[TASK DIRECTIONS]
Keep only the lines from the start of the data through the line containing "#[derive(Clone)]", and output them exactly.

[DATA FOR THE TASK]
▬▬▬

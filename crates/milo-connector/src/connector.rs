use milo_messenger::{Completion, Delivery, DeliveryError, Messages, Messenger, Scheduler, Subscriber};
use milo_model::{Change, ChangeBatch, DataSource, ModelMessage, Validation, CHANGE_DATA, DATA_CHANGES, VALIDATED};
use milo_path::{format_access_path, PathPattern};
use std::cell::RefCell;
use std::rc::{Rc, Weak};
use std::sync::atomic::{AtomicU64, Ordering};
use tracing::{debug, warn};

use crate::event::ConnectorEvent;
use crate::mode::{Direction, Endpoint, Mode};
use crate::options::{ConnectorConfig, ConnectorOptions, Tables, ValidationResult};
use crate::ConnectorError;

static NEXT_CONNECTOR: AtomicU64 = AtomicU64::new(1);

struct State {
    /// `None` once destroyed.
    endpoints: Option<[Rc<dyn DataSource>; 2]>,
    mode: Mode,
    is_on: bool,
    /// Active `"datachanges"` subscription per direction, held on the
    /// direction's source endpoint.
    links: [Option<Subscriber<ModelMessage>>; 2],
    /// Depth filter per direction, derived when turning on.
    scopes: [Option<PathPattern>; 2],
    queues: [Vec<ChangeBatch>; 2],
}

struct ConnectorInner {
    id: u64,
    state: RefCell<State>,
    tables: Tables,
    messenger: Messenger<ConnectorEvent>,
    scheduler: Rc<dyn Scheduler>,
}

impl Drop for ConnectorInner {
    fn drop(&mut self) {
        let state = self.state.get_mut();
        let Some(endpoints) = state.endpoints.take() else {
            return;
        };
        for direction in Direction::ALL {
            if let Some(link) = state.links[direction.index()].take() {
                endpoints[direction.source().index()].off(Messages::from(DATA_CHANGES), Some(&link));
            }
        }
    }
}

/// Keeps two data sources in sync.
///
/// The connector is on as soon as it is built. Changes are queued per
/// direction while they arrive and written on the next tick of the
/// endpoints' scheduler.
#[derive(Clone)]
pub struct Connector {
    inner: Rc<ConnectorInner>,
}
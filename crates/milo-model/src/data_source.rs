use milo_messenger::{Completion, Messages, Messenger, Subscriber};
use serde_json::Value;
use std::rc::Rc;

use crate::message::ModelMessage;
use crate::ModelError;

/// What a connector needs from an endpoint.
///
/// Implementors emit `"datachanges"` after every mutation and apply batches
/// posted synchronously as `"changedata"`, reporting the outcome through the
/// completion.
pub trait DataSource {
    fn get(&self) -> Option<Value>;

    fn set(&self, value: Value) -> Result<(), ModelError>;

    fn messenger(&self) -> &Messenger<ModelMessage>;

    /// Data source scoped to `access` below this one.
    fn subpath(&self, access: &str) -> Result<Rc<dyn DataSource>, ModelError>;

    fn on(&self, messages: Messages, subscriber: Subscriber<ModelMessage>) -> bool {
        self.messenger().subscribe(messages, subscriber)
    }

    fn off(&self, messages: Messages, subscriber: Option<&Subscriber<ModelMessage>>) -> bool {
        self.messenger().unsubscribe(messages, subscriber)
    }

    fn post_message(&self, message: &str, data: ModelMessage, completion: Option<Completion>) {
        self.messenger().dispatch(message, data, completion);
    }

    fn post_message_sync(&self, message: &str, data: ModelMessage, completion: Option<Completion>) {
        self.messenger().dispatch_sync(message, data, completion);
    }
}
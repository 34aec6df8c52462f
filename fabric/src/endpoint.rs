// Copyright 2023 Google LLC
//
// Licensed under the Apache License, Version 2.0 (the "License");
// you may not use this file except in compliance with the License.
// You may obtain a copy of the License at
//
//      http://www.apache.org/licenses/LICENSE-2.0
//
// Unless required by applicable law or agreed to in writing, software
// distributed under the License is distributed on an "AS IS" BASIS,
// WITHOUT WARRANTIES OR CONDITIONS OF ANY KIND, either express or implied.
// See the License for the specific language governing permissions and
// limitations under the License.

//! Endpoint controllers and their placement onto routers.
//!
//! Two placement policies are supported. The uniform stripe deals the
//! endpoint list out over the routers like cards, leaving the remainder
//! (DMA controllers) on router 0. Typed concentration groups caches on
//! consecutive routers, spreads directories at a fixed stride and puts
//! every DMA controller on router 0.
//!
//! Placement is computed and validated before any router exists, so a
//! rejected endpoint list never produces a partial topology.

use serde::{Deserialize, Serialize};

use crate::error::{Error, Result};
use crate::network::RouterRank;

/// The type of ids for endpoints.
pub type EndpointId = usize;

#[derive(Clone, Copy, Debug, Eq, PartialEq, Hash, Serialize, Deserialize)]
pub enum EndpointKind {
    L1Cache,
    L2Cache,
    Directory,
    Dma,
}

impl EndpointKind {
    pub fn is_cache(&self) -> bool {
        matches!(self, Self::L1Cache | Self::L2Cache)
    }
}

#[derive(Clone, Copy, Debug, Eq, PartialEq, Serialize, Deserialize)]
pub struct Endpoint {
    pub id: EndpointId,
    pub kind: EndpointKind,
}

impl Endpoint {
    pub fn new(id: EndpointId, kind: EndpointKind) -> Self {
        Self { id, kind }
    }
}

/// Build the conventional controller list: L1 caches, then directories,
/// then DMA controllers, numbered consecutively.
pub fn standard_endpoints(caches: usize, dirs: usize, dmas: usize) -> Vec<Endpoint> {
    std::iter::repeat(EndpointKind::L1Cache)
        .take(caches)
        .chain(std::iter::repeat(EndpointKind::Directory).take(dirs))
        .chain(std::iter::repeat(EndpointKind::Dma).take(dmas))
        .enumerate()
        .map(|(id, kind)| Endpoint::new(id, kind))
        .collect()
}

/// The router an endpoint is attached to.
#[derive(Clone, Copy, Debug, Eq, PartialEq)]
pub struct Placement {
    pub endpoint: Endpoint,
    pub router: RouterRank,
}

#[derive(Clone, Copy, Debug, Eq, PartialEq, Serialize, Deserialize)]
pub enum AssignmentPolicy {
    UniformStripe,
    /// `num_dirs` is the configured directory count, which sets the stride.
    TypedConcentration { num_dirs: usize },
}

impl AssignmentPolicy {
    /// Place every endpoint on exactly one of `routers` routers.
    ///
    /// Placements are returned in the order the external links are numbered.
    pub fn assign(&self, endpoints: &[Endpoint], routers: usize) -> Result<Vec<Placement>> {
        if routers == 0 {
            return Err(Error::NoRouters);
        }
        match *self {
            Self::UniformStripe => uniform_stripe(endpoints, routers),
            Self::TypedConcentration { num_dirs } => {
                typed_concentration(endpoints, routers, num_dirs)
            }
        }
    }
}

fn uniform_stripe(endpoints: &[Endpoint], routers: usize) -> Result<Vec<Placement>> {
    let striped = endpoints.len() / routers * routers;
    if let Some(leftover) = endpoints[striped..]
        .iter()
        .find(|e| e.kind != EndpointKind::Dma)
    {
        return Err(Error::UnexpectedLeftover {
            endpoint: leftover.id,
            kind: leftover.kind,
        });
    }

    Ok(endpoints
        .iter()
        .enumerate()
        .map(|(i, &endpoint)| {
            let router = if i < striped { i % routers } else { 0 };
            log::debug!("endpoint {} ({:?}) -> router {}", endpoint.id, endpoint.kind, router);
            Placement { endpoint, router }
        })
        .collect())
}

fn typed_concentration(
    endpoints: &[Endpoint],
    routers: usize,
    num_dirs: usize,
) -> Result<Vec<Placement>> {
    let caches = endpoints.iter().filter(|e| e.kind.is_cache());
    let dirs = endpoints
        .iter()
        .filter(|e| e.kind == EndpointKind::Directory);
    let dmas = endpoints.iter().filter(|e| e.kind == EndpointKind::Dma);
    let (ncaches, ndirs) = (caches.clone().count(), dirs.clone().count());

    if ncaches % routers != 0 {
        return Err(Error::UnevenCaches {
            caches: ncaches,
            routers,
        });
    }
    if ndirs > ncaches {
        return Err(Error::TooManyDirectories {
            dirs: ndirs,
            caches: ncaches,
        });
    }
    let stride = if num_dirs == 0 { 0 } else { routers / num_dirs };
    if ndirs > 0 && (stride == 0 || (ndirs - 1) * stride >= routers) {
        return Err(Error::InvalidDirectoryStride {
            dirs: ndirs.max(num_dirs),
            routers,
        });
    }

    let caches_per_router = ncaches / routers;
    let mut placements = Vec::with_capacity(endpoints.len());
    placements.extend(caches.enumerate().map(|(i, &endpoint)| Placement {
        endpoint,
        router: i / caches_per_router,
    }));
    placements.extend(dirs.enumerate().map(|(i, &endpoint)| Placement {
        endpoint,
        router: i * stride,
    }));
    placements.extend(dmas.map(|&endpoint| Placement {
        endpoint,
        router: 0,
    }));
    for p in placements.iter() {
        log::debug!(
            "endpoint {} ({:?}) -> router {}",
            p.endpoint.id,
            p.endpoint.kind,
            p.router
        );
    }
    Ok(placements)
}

▬▬▬

[ANSWER TO THIS EXERCISE]
filename crates/milo-connector/src/connector.rs
use milo_messenger::{Completion, Delivery, DeliveryError, Messages, Messenger, Scheduler, Subscriber};
use milo_model::{Change, ChangeBatch, DataSource, ModelMessage, Validation, CHANGE_DATA, DATA_CHANGES, VALIDATED};
use milo_path::{format_access_path, PathPattern};
use std::cell::RefCell;
use std::rc::{Rc, Weak};
use std::sync::atomic::{AtomicU64, Ordering};
use tracing::{debug, warn};

use crate::event::ConnectorEvent;
use crate::mode::{Direction, Endpoint, Mode};
use crate::options::{ConnectorConfig, ConnectorOptions, Tables, ValidationResult};
use crate::ConnectorError;

static NEXT_CONNECTOR: AtomicU64 = AtomicU64::new(1);

struct State {
    /// `None` once destroyed.
    endpoints: Option<[Rc<dyn DataSource>; 2]>,
    mode: Mode,
    is_on: bool,
    /// Active `"datachanges"` subscription per direction, held on the
    /// direction's source endpoint.
    links: [Option<Subscriber<ModelMessage>>; 2],
    /// Depth filter per direction, derived when turning on.
    scopes: [Option<PathPattern>; 2],
    queues: [Vec<ChangeBatch>; 2],
}

struct ConnectorInner {
    id: u64,
    state: RefCell<State>,
    tables: Tables,
    messenger: Messenger<ConnectorEvent>,
    scheduler: Rc<dyn Scheduler>,
}

impl Drop for ConnectorInner {
    fn drop(&mut self) {
        let state = self.state.get_mut();
        let Some(endpoints) = state.endpoints.take() else {
            return;
        };
        for direction in Direction::ALL {
            if let Some(link) = state.links[direction.index()].take() {
                endpoints[direction.source().index()].off(Messages::from(DATA_CHANGES), Some(&link));
            }
        }
    }
}

/// Keeps two data sources in sync.
///
/// The connector is on as soon as it is built. Changes are queued per
/// direction while they arrive and written on the next tick of the
/// endpoints' scheduler.
#[derive(Clone)]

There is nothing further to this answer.